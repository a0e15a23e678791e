//! End-to-end palette extraction
//!
//! RGB image → Lab → {frequency-tuned, graph-based} saliency → fusion →
//! smoothing → weighted k-means → formatted swatches, ordered by saliency mass.

use std::time::Instant;

use serde::{Deserialize, Serialize};
use tracing::{debug, info, instrument};

use crate::clustering::WeightedPaletteClusterer;
use crate::color::{ColorConverter, PaletteSwatch, PaletteTotals, SwatchFormatter};
use crate::config::PaletteConfig;
use crate::image::{Image, LabImage};
use crate::saliency::fusion::smooth;
use crate::saliency::{
    fuse, FrequencyTunedSaliency, GraphBasedSaliency, SaliencyEstimator, SaliencyMap,
    SaliencyStats,
};
use crate::{AnalysisError, Result};

/// Extracted palette plus the context needed to reproduce it
#[derive(Debug, Clone, PartialEq, Serialize, Deserialize)]
pub struct Palette {
    /// Swatches by descending saliency mass, then descending coverage, then
    /// ascending lightness. May hold fewer than the requested number when the
    /// image has fewer distinct colors.
    pub swatches: Vec<PaletteSwatch>,
    pub metadata: PaletteMetadata,
}

#[derive(Debug, Clone, PartialEq, Serialize, Deserialize)]
pub struct PaletteMetadata {
    pub requested_colors: usize,
    pub width: usize,
    pub height: usize,
    pub pixel_count: usize,
    /// Distribution of the fused saliency map
    pub saliency: SaliencyStats,
    pub config: PaletteConfig,
}

impl Palette {
    pub fn len(&self) -> usize {
        self.swatches.len()
    }

    pub fn is_empty(&self) -> bool {
        self.swatches.is_empty()
    }

    /// Hex codes in palette order
    pub fn hex_codes(&self) -> Vec<&str> {
        self.swatches.iter().map(|s| s.hex.as_str()).collect()
    }
}

/// Compute the fused, smoothed saliency map that weights clustering
pub fn fused_saliency(
    image: &Image,
    lab: &LabImage,
    config: &PaletteConfig,
) -> Result<SaliencyMap> {
    let fts = FrequencyTunedSaliency::from_config(&config.saliency.fts);
    let gbvs = GraphBasedSaliency::from_config(&config.saliency.gbvs);
    let (fts_map, gbvs_map) = run_estimators(&fts, &gbvs, image, lab, config.parallel);

    let fused = fuse(&fts_map?, &gbvs_map?, config.saliency.fusion.mode())?;
    smooth(&fused, config.saliency.fusion.smoothing_radius)
}

fn run_estimators(
    first: &dyn SaliencyEstimator,
    second: &dyn SaliencyEstimator,
    image: &Image,
    lab: &LabImage,
    parallel: bool,
) -> (Result<SaliencyMap>, Result<SaliencyMap>) {
    let run = |estimator: &dyn SaliencyEstimator| {
        let started = Instant::now();
        let map = estimator.estimate(image, lab);
        debug!(
            estimator = estimator.name(),
            elapsed_ms = started.elapsed().as_millis() as u64,
            "saliency estimated"
        );
        map
    };

    if parallel {
        rayon::join(|| run(first), || run(second))
    } else {
        (run(first), run(second))
    }
}

/// Extract a palette of at most `k` colors weighted by visual saliency
///
/// # Arguments
///
/// * `image` - RGB image with channels in `[0, 1]`
/// * `k` - Requested number of swatches
/// * `config` - Tuning parameters, validated before any work
///
/// # Errors
///
/// Returns `AnalysisError::InvalidInput` if `k` is zero or exceeds the pixel
/// count, and `AnalysisError::InvalidParameter` for an out-of-range config value.
/// A uniform image or a solver that runs out of iterations is not an error;
/// it is logged and extraction continues.
#[instrument(skip_all, fields(width = image.width(), height = image.height(), k = k))]
pub fn extract_palette(image: &Image, k: usize, config: &PaletteConfig) -> Result<Palette> {
    if image.is_empty() {
        return Err(AnalysisError::invalid_input("image has no pixels"));
    }
    if k == 0 {
        return Err(AnalysisError::invalid_input("palette size must be at least 1"));
    }
    if k > image.len() {
        return Err(AnalysisError::invalid_input(format!(
            "palette size {} exceeds pixel count {}",
            k,
            image.len()
        )));
    }
    config.validate()?;

    let started = Instant::now();
    let lab = ColorConverter::new().to_lab(image)?;

    let saliency = fused_saliency(image, &lab, config)?;
    let stats = saliency.stats();
    debug!(
        mean = stats.mean,
        std = stats.std,
        approximate = saliency.is_approximate(),
        "saliency fused"
    );

    let clusterer = WeightedPaletteClusterer::from_config(&config.clustering, config.parallel);
    let (samples, clustering) = clusterer.cluster(&lab, &saliency, k)?;

    let totals = PaletteTotals::from_samples(&samples);
    let formatter = SwatchFormatter::new();
    let mut swatches = clustering
        .clusters
        .iter()
        .map(|cluster| {
            formatter.format(
                cluster.centroid,
                cluster.members.iter().map(|&i| &samples[i]),
                &totals,
            )
        })
        .collect::<Result<Vec<_>>>()?;
    swatches.sort_by(PaletteSwatch::rank_cmp);

    info!(
        swatches = swatches.len(),
        elapsed_ms = started.elapsed().as_millis() as u64,
        "palette extracted"
    );

    Ok(Palette {
        swatches,
        metadata: PaletteMetadata {
            requested_colors: k,
            width: image.width(),
            height: image.height(),
            pixel_count: image.len(),
            saliency: stats,
            config: config.clone(),
        },
    })
}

__________

**YOUR INSTRUCTIONS:**
In the records above, find every line that contains the word "started" and copy it.

**SOLUTION BELOW:**
        let started = Instant::now();
            elapsed_ms = started.elapsed().as_millis() as u64,
    let started = Instant::now();
        elapsed_ms = started.elapsed().as_millis() as u64,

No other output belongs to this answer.